The visit strengthens the already positive alliance between the U.S. and Japan through the crew’s interaction with the Japan Maritime Self-Defense Force. It also demonstrates the U.S. Navy’s commitment to regional stability and maritime security in the U.S. 7th Fleet area of operations.
“We are honored to have the opportunity to visit Japan,” said Cmdr. Steven Tarr III, commanding officer. “I believe that healthy relationships between the United States Navy and Japan Maritime Self-Defense Force contribute to peace, security and stability in the Indo-Asia-Pacific region. Through port visits such as this we fortify our bond and introduce many of our young Sailors to our allies and their unique culture. I appreciate the efforts that made this visit to Yokosuka possible.”
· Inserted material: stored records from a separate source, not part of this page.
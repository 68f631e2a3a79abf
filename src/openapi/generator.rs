use crate::params::{ParamSource, ParamType};
use crate::routing::{EndpointRegistry, EndpointSpec, ParameterSpec};
use crate::schema::{title_case, SchemaBuilder};
use crate::security::SecurityRegistry;
use http::Method;
use serde_json::{json, Map, Value};
use tracing::debug;

pub const OPENAPI_VERSION: &str = "3.1.0";
pub const DEFAULT_JSON_URL: &str = "/openapi.json";

/// Builds the OpenAPI document for a set of registered endpoints.
///
/// Every call to [`SwaggerGenerator::generate`] starts from an empty document,
/// so repeated calls over an unchanged registry yield identical output.
///
/// ```
/// use brrtkit::openapi::SwaggerGenerator;
/// use brrtkit::routing::EndpointRegistry;
///
/// let generator = SwaggerGenerator::new("Pets").version("2.0.0");
/// let doc = generator.generate(&EndpointRegistry::new());
/// assert_eq!(doc["info"]["title"], "Pets");
/// assert_eq!(doc["openapi"], "3.1.0");
/// ```
#[derive(Debug, Clone)]
pub struct SwaggerGenerator {
    title: String,
    version: String,
    description: String,
    servers: Vec<String>,
    json_url: String,
    additional_paths: Map<String, Value>,
    additional_components: Map<String, Value>,
    additional_schemas: Map<String, Value>,
    security: SecurityRegistry,
}

impl Default for SwaggerGenerator {
    fn default() -> Self {
        Self::new("Auto Swagger")
    }
}

impl SwaggerGenerator {
    pub fn new(title: impl Into<String>) -> Self {
        Self {
            title: title.into(),
            version: "1.0.0".to_string(),
            description: String::new(),
            servers: Vec::new(),
            json_url: DEFAULT_JSON_URL.to_string(),
            additional_paths: Map::new(),
            additional_components: Map::new(),
            additional_schemas: Map::new(),
            security: SecurityRegistry::global().clone(),
        }
    }

    #[must_use]
    pub fn version(mut self, version: impl Into<String>) -> Self {
        self.version = version.into();
        self
    }

    #[must_use]
    pub fn description(mut self, description: impl Into<String>) -> Self {
        self.description = description.into();
        self
    }

    #[must_use]
    pub fn servers<I, S>(mut self, servers: I) -> Self
    where
        I: IntoIterator<Item = S>,
        S: Into<String>,
    {
        self.servers = servers.into_iter().map(Into::into).collect();
        self
    }

    /// URL the document is served at.
    #[must_use]
    pub fn json_url(mut self, url: impl Into<String>) -> Self {
        self.json_url = url.into();
        self
    }

    /// Path items merged into `paths` after generation.
    #[must_use]
    pub fn additional_paths(mut self, paths: Map<String, Value>) -> Self {
        self.additional_paths = paths;
        self
    }

    /// Entries merged into `components` after generation.
    #[must_use]
    pub fn additional_components(mut self, components: Map<String, Value>) -> Self {
        self.additional_components = components;
        self
    }

    /// Schemas merged into `components.schemas` after generation.
    #[must_use]
    pub fn additional_component_schemas(mut self, schemas: Map<String, Value>) -> Self {
        self.additional_schemas = schemas;
        self
    }

    /// Registry read for `components.securitySchemes`. Defaults to
    /// [`SecurityRegistry::global`].
    #[must_use]
    pub fn security_registry(mut self, registry: SecurityRegistry) -> Self {
        self.security = registry;
        self
    }

    pub fn documentation_url(&self) -> &str {
        &self.json_url
    }

    /// Generate the document for `registry`.
    ///
    /// # Arguments
    ///
    /// * `registry` - Registered endpoints, in registration order
    ///
    /// # Returns
    ///
    /// The OpenAPI document as JSON
    pub fn generate(&self, registry: &EndpointRegistry) -> Value {
        let mut builder = SchemaBuilder::openapi();
        let mut paths = Map::new();

        for spec in registry.specs() {
            let operation = if let Some(custom) = &spec.custom_swagger {
                custom.clone()
            } else if spec.auto_swagger {
                operation_object(spec, &mut builder)
            } else {
                continue;
            };
            let item = paths
                .entry(spec.rule.clone())
                .or_insert_with(|| Value::Object(Map::new()));
            if let Value::Object(item) = item {
                item.insert(spec.method_key(), operation);
            }
        }

        let mut schemas = builder.into_definitions();
        for (path, extra) in &self.additional_paths {
            match (paths.get_mut(path), extra) {
                (Some(Value::Object(item)), Value::Object(extra)) => {
                    item.extend(extra.iter().map(|(k, v)| (k.clone(), v.clone())));
                }
                _ => {
                    paths.insert(path.clone(), extra.clone());
                }
            }
        }
        schemas.extend(
            self.additional_schemas
                .iter()
                .map(|(k, v)| (k.clone(), v.clone())),
        );

        let mut components = Map::new();
        components.insert("schemas".to_string(), Value::Object(schemas));
        components.insert("securitySchemes".to_string(), self.security.schemes());
        for (key, extra) in &self.additional_components {
            match (components.get_mut(key), extra) {
                (Some(Value::Object(existing)), Value::Object(extra)) => {
                    existing.extend(extra.iter().map(|(k, v)| (k.clone(), v.clone())));
                }
                _ => {
                    components.insert(key.clone(), extra.clone());
                }
            }
        }

        debug!(
            endpoints = registry.len(),
            paths = paths.len(),
            "OpenAPI document generated"
        );

        json!({
            "openapi": OPENAPI_VERSION,
            "info": {
                "title": self.title,
                "version": self.version,
                "description": self.description,
            },
            "servers": self.servers.iter().map(|s| json!({ "url": s })).collect::<Vec<_>>(),
            "paths": paths,
            "components": components,
            "security": [],
        })
    }
}

/// Whether the method documents a request body.
fn has_request_body(method: &Method) -> bool {
    ![Method::GET, Method::HEAD, Method::OPTIONS, Method::DELETE].contains(method)
}

fn operation_object(spec: &EndpointSpec, builder: &mut SchemaBuilder) -> Value {
    let mut op = Map::new();
    op.insert("tags".to_string(), json!(spec.tags));
    op.insert("summary".to_string(), Value::String(spec.summary.clone()));
    op.insert(
        "description".to_string(),
        Value::String(spec.description.clone()),
    );
    op.insert(
        "operationId".to_string(),
        Value::String(spec.operation.clone()),
    );

    let parameters: Vec<Value> = spec
        .params
        .values()
        .filter(|p| p.source().is_parameter())
        .map(|p| parameter_object(p, builder))
        .collect();
    if !parameters.is_empty() {
        op.insert("parameters".to_string(), Value::Array(parameters));
    }

    if has_request_body(&spec.method) {
        let content = request_body_content(spec, builder);
        if !content.is_empty() {
            op.insert("requestBody".to_string(), json!({ "content": content }));
        }
    }

    op.insert("responses".to_string(), json!(spec.responses));

    if let Some(security) = &spec.security {
        op.insert(
            "security".to_string(),
            Value::Array(vec![security.requirement()]),
        );
    }
    Value::Object(op)
}

fn parameter_object(p: &ParameterSpec, builder: &mut SchemaBuilder) -> Value {
    let wire = p.wire_name();
    let info = &p.param.info;
    let mut obj = Map::new();
    obj.insert("name".to_string(), Value::String(wire.to_string()));
    obj.insert("in".to_string(), Value::String(p.source().as_str().to_string()));
    obj.insert("required".to_string(), Value::Bool(p.is_required()));
    if let Some(d) = &info.description {
        obj.insert("description".to_string(), Value::String(d.clone()));
    }
    if let Some(e) = &info.example {
        obj.insert("example".to_string(), e.clone());
    }
    if let Some(d) = info.default.as_ref().filter(|d| !d.is_null()) {
        obj.insert("default".to_string(), d.clone());
    }
    if info.deprecated {
        obj.insert("deprecated".to_string(), Value::Bool(true));
    }
    obj.insert(
        "schema".to_string(),
        builder.field_schema(wire, &p.ty, info),
    );
    Value::Object(obj)
}

fn params_of(spec: &EndpointSpec, wanted: fn(ParamSource) -> bool) -> Vec<&ParameterSpec> {
    spec.params.values().filter(|p| wanted(p.source())).collect()
}

/// `requestBody.content`, keyed by media type.
fn request_body_content(spec: &EndpointSpec, builder: &mut SchemaBuilder) -> Map<String, Value> {
    let title = spec.rule.replace('/', "-");
    let mut content = Map::new();

    let body = params_of(spec, |s| s == ParamSource::Body);
    if let [single] = body.as_slice() {
        if matches!(single.ty, ParamType::Model(_)) {
            let schema = builder.type_schema(&single.ty);
            content.insert("application/json".to_string(), json!({ "schema": schema }));
        }
    }
    if !body.is_empty() && !content.contains_key("application/json") {
        let schema = builder.object_schema(
            &title,
            body.iter()
                .map(|p| (p.wire_name(), &p.ty, &p.param.info, p.is_required())),
        );
        content.insert("application/json".to_string(), json!({ "schema": schema }));
    }

    let multipart = params_of(spec, |s| matches!(s, ParamSource::Form | ParamSource::File));
    if !multipart.is_empty() {
        let schema = form_schema(&format!("{title}__form"), &multipart, builder);
        content.insert("multipart/form-data".to_string(), json!({ "schema": schema }));
    }
    let urlencoded = params_of(spec, |s| s == ParamSource::FormUrlEncoded);
    if !urlencoded.is_empty() {
        let schema = form_schema(&format!("{title}__form_urlencoded"), &urlencoded, builder);
        content.insert(
            "application/x-www-form-urlencoded".to_string(),
            json!({ "schema": schema }),
        );
    }
    content
}

fn form_schema(title: &str, params: &[&ParameterSpec], builder: &mut SchemaBuilder) -> Value {
    let mut properties = Map::new();
    let mut required = Vec::new();
    for p in params {
        let wire = p.wire_name();
        let schema = if p.source() == ParamSource::File {
            file_schema(wire, p)
        } else {
            builder.field_schema(wire, &p.ty, &p.param.info)
        };
        properties.insert(wire.to_string(), schema);
        if p.is_required() {
            required.push(Value::String(wire.to_string()));
        }
    }
    let mut schema = Map::new();
    schema.insert("title".to_string(), Value::String(title.to_string()));
    schema.insert("type".to_string(), Value::String("object".to_string()));
    schema.insert("properties".to_string(), Value::Object(properties));
    if !required.is_empty() {
        schema.insert("required".to_string(), Value::Array(required));
    }
    Value::Object(schema)
}

fn file_schema(wire: &str, p: &ParameterSpec) -> Value {
    let title = p
        .param
        .info
        .title
        .clone()
        .unwrap_or_else(|| title_case(wire));
    let binary = json!({ "type": "string", "format": "binary" });
    let mut schema = match p.ty {
        ParamType::Array(_) => json!({ "type": "array", "items": binary }),
        _ => binary,
    };
    if let Value::Object(map) = &mut schema {
        map.insert("title".to_string(), Value::String(title));
        if let Some(d) = &p.param.info.description {
            map.insert("description".to_string(), Value::String(d.clone()));
        }
    }
    schema
}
Measuring more than 300 feet long and weighing more than 6,000 tons when submerged, Topeka is one of the stealthiest submarines in the world and is capable of operating at depths greater than 800 feet and at speeds exceeding 25 nautical miles per hour. The submarine can support a multitude of missions, including anti-submarine warfare, anti-surface ship warfare, strike, intelligence, surveillance and reconnaissance.
“The crew has been working hard on this deployment and this port visit to Yokosuka will allow some much deserved rest for them all,” said Master Chief Electronics Technician (Navigation) Matthew Schecter, chief of the boat.
Commissioned in 1989, Topeka has a long standing tradition of excellence and achievement. Its crew is highly trained and capable of supporting the boat through any mission cycle within short notice.